8. The classification method according to claim 1, characterized in that, In the feature enhancement processing of the first feature image by the enhanced feature extraction module, multiple second feature images of different sizes are obtained; The mask determination module further includes: multiple second convolutional units, a stitching unit, and a second decoder. The convolutional kernels of the multiple second convolutional units have different sizes. The mask determination module performs mask analysis processing on the second feature image to obtain the mask image, including: By performing convolution processing on the second feature image one by one using the second convolution unit, multiple fourth feature images of the same size are obtained. The stitching unit stitches together the plurality of fourth feature images of the same size to obtain a fifth feature image. The mask image is obtained by decoding the fifth feature image using the second decoder.

9. A transshipment method, characterized in that, The classification method according to any one of claims 1 to 8, wherein the transfer method comprises: Objects belonging to the preset categories will not be transferred.

10. A sorting device, characterized in that, include: The acquisition module is used to acquire target images, the target images including objects to be classified, the objects to be classified being express parcels; The recognition module is used to recognize the target image and obtain the preliminary category and mask object of the object to be classified.

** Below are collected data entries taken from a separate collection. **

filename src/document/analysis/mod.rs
pub mod pipeline;
pub mod result;

pub use pipeline::AnalysisPipeline;
pub use result::{AnalysisResult, PaperReport};
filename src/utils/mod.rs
pub mod config;
pub mod error;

The mask object includes the pixel position information and depth information of the object to be classified. The mask object is determined based on a mask image, which is obtained by performing mask analysis on a second feature image through a mask determination module in the recognition model; the second feature image is obtained by performing feature enhancement processing on a first feature image through an enhanced feature extraction module in the recognition model; the first feature image is obtained by performing feature extraction processing on the target image through a backbone feature extraction module in the recognition model. The determination module is configured to, if the preliminary category does not belong to a preset category, construct a three-dimensional structure of the object to be classified based on the pixel position information and depth information of the mask object, and determine the final category of the object to be classified based on whether the three-dimensional structure belongs to a preset three-dimensional structure of the preset category, wherein the preset category is irregular part wrapping; wherein, if the three-dimensional structure belongs to the preset three-dimensional structure of the preset category, the final category of the object to be classified is determined to be the preset category; otherwise, the final category of the object to be classified is determined to be the preliminary category.

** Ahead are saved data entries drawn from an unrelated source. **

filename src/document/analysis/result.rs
use serde::{Deserialize, Serialize};

use crate::document::content::{DocumentType, TablePreview};
use crate::paper::{AssumedPaper, ClassifiedQuestion, PaperAnalysis, TopicFrequency};

#[derive(Debug, Clone, Serialize, Deserialize)]
pub struct AnalysisResult {
    pub api_version: String,
    pub document_type: DocumentType,
    pub page_count: usize,
    pub extracted_text: String,
    /// Header and leading rows, for CSV uploads only.
    #[serde(skip_serializing_if = "Option::is_none")]
    pub table_preview: Option<TablePreview>,
    /// Absent when the extracted text is empty.
    #[serde(skip_serializing_if = "Option::is_none")]
    pub paper: Option<PaperReport>,
}

/// Topic analysis and the sampled paper for a non-empty document.
#[derive(Debug, Clone, Serialize, Deserialize)]
pub struct PaperReport {
    /// Seed of the shuffle that produced `assumed_paper`.
    pub seed: u64,
    pub questions: Vec<ClassifiedQuestion>,
    pub topic_frequencies: Vec<TopicFrequency>,
    /// `Q{i}: ...` lines in paper order.
    pub assumed_paper: Vec<String>,
    #[serde(skip)]
    paper: AssumedPaper,
}

impl PaperReport {
    pub fn new(analysis: PaperAnalysis, seed: u64) -> Self {
        Self {
            seed,
            assumed_paper: analysis.assumed_paper.numbered_lines(),
            questions: analysis.questions,
            topic_frequencies: analysis.topic_frequencies,
            paper: analysis.assumed_paper,
        }
    }

    /// The sampled questions without numbering.
    pub fn paper(&self) -> &AssumedPaper {
        &self.paper
    }
}

impl AnalysisResult {
    pub fn new(document_type: DocumentType, page_count: usize, extracted_text: String) -> Self {
        Self {
            api_version: env!("CARGO_PKG_VERSION").to_string(),
            document_type,
            page_count,
            extracted_text,
            table_preview: None,
            paper: None,
        }
    }

    pub fn with_table_preview(mut self, preview: Option<TablePreview>) -> Self {
        self.table_preview = preview;
        self
    }

    pub fn with_paper(mut self, report: PaperReport) -> Self {
        self.paper = Some(report);
        self
    }

    /// Returns `true` when a paper was produced.
    pub fn has_paper(&self) -> bool {
        self.paper.is_some()
    }
}
use rusqlite::{
	Row,
	types::FromSql,
	Result as SqlResult,
};

/// Something that can be read from one or more consecutive result columns
pub trait Fetch: Sized {
	fn fetch(fetcher: &mut Fetcher<'_, '_>) -> SqlResult<Self>;

	fn from_row(row: &Row<'_>) -> SqlResult<Self> {
		let mut fetcher = Fetcher::make(row);
		Self::fetch(&mut fetcher)
	}
}
/// Marker for single-column types, keeps the tuple impls coherent
pub trait FromSql2 {}

pub struct Fetcher<'row, 'stmt> {
	index: usize,
	row: &'row Row<'stmt>
}

impl<'row, 'stmt> Fetcher<'row, 'stmt> {
	pub(crate) fn make(row: &'row Row<'stmt>) -> Self {
		Self {index: 0, row}
	}
	#[inline]
	pub fn fetch_column<T: FromSql>(&mut self) -> SqlResult<T> {
		let thing = self.row.get(self.index)?;
		self.index += 1; // fetch parameter index is 0-based
		Ok(thing)
	}
	pub fn fetch<T: Fetch>(&mut self) -> SqlResult<T> {
		T::fetch(self)
	}
}

impl<T: FromSql + FromSql2> Fetch for T {
	fn fetch(fetcher: &mut Fetcher<'_, '_>) -> SqlResult<Self> {
		fetcher.fetch_column()
	}
}

macro_rules! fetch_tuple {
	($( $t:ident ),+) => {
		impl<$( $t: Fetch ),+> Fetch for ($( $t, )+) {
			fn fetch(fetcher: &mut Fetcher<'_, '_>) -> SqlResult<Self> {
				Ok(($( fetcher.fetch::<$t>()?, )+))
			}
		}
	};
}

fetch_tuple!(A, B);
fetch_tuple!(A, B, C, D);

impl FromSql2 for i64 {}

impl FromSql2 for String {}
impl<T: FromSql> FromSql2 for Option<T> {}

11. An electronic device, characterized in that, include: A processor, a memory, and a computer program stored in the memory and executable on the processor, wherein the processor executes the computer program to implement the classification method as described in any one of claims 1 to 8, or the transfer method as described in claim 9.

12. A computer-readable storage medium, characterized in that, The computer-readable storage medium stores computer-executable instructions, which, when executed by a processor, are used to implement the classification method according to any one of claims 1 to 8, or the transfer method according to claim 9.